Look through the data below and work out how many lines contain the string "record". Give the number alone.
==== Provided information ====
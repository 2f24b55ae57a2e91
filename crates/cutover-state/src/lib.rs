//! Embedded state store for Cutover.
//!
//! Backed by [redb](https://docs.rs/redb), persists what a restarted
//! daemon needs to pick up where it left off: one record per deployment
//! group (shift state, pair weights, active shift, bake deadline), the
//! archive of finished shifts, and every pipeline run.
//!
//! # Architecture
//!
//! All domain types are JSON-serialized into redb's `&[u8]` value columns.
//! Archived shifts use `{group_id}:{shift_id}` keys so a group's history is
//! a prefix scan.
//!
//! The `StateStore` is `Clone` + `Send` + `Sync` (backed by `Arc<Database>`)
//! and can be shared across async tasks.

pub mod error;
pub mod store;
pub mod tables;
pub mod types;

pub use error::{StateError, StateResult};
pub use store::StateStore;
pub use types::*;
====
==== Provided information ====
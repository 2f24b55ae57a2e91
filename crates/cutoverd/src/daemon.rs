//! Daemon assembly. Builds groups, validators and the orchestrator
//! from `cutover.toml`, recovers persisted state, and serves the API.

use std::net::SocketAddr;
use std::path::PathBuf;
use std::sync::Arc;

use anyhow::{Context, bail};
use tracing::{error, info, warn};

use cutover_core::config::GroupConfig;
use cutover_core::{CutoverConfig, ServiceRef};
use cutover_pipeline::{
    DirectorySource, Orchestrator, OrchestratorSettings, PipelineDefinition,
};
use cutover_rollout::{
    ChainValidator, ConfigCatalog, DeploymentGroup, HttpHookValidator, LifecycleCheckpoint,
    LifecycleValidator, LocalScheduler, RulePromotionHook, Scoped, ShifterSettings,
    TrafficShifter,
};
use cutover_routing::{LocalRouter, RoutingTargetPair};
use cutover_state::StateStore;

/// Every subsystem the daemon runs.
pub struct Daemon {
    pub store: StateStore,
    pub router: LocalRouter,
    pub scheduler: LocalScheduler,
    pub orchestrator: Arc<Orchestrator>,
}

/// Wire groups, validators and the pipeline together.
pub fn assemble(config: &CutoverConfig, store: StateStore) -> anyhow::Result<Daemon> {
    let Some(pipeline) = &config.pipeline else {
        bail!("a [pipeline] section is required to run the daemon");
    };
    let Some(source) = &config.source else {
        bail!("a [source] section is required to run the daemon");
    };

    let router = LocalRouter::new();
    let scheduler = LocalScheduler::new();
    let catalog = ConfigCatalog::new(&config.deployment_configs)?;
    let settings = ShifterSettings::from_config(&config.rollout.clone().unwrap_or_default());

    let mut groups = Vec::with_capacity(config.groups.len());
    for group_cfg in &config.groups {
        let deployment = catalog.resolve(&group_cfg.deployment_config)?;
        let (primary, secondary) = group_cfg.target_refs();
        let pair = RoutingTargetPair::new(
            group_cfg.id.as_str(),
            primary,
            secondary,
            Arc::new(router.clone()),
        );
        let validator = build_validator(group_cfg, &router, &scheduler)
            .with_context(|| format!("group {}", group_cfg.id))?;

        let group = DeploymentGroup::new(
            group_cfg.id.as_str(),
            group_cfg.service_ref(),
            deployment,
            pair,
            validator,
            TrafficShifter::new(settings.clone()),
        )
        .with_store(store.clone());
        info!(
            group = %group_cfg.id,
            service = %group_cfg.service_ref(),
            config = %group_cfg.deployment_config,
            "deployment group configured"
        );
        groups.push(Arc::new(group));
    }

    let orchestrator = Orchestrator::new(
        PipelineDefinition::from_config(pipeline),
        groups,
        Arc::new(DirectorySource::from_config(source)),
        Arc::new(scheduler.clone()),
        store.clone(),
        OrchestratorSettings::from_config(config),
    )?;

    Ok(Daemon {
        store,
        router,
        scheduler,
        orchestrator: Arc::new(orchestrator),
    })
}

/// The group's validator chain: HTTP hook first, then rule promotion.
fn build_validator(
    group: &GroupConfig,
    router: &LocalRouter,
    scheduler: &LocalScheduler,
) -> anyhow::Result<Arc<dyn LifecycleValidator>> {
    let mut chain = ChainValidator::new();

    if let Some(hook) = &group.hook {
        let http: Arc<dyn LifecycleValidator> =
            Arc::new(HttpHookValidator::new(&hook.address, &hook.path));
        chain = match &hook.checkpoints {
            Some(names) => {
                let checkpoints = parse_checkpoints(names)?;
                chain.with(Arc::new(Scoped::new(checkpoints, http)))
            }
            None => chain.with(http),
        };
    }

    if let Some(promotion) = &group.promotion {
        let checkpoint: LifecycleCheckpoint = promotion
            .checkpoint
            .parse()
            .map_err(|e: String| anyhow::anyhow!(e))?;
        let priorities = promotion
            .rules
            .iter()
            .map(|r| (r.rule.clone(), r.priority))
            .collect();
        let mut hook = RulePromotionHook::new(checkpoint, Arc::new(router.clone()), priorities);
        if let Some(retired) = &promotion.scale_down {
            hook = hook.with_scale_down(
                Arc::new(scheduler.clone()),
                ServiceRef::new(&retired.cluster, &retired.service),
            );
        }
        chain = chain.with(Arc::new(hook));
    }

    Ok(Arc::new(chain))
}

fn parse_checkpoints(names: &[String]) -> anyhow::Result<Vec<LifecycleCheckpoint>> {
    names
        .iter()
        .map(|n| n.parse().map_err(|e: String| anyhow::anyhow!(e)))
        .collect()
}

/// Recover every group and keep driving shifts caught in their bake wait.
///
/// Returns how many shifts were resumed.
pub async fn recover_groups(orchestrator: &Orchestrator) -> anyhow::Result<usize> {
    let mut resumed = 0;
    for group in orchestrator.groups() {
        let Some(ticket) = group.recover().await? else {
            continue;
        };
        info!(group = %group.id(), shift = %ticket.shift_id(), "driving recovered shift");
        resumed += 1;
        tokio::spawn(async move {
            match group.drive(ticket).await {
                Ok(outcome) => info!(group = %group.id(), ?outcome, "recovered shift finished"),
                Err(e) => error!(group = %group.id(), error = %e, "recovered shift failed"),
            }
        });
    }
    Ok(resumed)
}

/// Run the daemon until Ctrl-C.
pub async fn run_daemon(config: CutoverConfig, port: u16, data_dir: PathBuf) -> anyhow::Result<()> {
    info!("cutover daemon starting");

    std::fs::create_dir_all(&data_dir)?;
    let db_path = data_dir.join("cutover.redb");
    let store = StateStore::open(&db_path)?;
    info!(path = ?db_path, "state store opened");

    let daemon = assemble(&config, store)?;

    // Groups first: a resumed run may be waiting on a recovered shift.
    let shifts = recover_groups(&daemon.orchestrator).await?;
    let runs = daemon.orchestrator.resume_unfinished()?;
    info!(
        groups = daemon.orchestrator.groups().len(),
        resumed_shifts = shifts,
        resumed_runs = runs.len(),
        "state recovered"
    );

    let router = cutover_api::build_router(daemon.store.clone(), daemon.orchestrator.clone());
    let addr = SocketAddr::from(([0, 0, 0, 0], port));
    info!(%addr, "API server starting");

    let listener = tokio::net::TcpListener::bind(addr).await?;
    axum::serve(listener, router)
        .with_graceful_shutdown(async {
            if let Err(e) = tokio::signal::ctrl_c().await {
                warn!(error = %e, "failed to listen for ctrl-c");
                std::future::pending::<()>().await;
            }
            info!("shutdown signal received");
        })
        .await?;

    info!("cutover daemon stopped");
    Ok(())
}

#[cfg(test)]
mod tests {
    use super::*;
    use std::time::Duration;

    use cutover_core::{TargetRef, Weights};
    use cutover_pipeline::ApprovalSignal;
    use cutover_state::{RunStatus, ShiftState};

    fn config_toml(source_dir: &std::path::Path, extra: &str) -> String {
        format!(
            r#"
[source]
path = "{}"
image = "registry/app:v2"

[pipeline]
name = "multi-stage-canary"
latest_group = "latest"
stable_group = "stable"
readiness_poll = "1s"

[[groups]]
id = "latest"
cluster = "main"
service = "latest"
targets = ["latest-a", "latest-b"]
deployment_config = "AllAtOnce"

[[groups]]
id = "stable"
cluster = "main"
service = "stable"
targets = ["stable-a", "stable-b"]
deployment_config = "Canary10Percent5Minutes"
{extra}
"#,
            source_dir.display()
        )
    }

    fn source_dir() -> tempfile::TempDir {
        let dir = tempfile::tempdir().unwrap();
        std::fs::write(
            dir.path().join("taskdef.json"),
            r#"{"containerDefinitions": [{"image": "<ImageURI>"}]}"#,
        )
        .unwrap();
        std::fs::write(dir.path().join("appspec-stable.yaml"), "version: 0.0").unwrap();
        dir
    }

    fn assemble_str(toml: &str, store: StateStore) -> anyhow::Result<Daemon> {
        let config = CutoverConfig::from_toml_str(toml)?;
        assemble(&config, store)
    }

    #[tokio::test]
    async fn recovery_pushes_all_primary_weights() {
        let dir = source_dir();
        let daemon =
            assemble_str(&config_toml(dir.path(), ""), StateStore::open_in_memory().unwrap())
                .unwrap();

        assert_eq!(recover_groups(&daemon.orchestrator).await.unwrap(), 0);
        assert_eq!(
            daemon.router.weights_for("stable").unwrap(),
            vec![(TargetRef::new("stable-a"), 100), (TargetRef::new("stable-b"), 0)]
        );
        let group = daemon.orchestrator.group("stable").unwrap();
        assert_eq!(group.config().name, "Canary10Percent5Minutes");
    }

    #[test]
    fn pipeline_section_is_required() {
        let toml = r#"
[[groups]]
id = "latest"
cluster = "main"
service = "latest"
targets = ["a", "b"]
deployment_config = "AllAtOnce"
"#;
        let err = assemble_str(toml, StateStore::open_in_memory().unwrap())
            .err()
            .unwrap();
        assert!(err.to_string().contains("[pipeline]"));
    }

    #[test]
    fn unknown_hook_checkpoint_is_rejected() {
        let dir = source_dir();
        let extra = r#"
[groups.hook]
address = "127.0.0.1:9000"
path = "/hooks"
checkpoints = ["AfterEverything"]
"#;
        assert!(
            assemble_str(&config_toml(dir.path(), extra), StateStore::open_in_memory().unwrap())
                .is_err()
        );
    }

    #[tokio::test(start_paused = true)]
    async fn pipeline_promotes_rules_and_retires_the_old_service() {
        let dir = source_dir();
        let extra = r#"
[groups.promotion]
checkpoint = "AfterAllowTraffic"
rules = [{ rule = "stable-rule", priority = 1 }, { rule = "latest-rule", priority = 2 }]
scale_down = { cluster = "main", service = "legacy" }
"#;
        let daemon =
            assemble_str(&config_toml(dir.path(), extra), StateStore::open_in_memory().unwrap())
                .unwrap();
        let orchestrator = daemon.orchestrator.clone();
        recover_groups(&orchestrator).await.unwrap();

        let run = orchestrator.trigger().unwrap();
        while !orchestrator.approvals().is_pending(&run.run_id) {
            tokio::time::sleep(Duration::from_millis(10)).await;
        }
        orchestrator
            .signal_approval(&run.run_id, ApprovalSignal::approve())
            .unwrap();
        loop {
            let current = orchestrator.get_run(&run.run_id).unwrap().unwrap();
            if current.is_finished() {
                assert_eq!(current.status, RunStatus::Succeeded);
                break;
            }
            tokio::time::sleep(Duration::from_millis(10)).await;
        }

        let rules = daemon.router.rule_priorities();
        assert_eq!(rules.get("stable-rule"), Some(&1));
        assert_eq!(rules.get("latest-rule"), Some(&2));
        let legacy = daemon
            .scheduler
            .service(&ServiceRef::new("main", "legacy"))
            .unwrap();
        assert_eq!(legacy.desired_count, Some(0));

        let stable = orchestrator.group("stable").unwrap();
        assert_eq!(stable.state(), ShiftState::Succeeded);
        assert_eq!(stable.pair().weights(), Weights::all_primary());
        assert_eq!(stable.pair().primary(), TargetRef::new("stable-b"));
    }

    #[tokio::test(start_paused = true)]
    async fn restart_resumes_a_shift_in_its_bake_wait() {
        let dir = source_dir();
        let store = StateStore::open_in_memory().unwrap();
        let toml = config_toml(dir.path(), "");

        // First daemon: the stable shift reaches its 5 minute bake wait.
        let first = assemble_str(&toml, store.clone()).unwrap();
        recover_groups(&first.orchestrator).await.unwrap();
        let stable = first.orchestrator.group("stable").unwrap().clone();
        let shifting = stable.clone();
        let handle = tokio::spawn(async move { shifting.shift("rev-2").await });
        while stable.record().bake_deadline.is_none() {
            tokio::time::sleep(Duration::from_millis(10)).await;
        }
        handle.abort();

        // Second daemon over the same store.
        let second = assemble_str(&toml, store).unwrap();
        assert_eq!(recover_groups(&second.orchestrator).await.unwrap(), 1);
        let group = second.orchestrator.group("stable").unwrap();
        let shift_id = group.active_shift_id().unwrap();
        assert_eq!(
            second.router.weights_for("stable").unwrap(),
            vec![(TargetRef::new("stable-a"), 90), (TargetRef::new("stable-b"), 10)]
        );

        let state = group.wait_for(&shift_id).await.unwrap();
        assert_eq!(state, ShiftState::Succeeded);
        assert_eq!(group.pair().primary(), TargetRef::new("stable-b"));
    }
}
====
### Answer box
2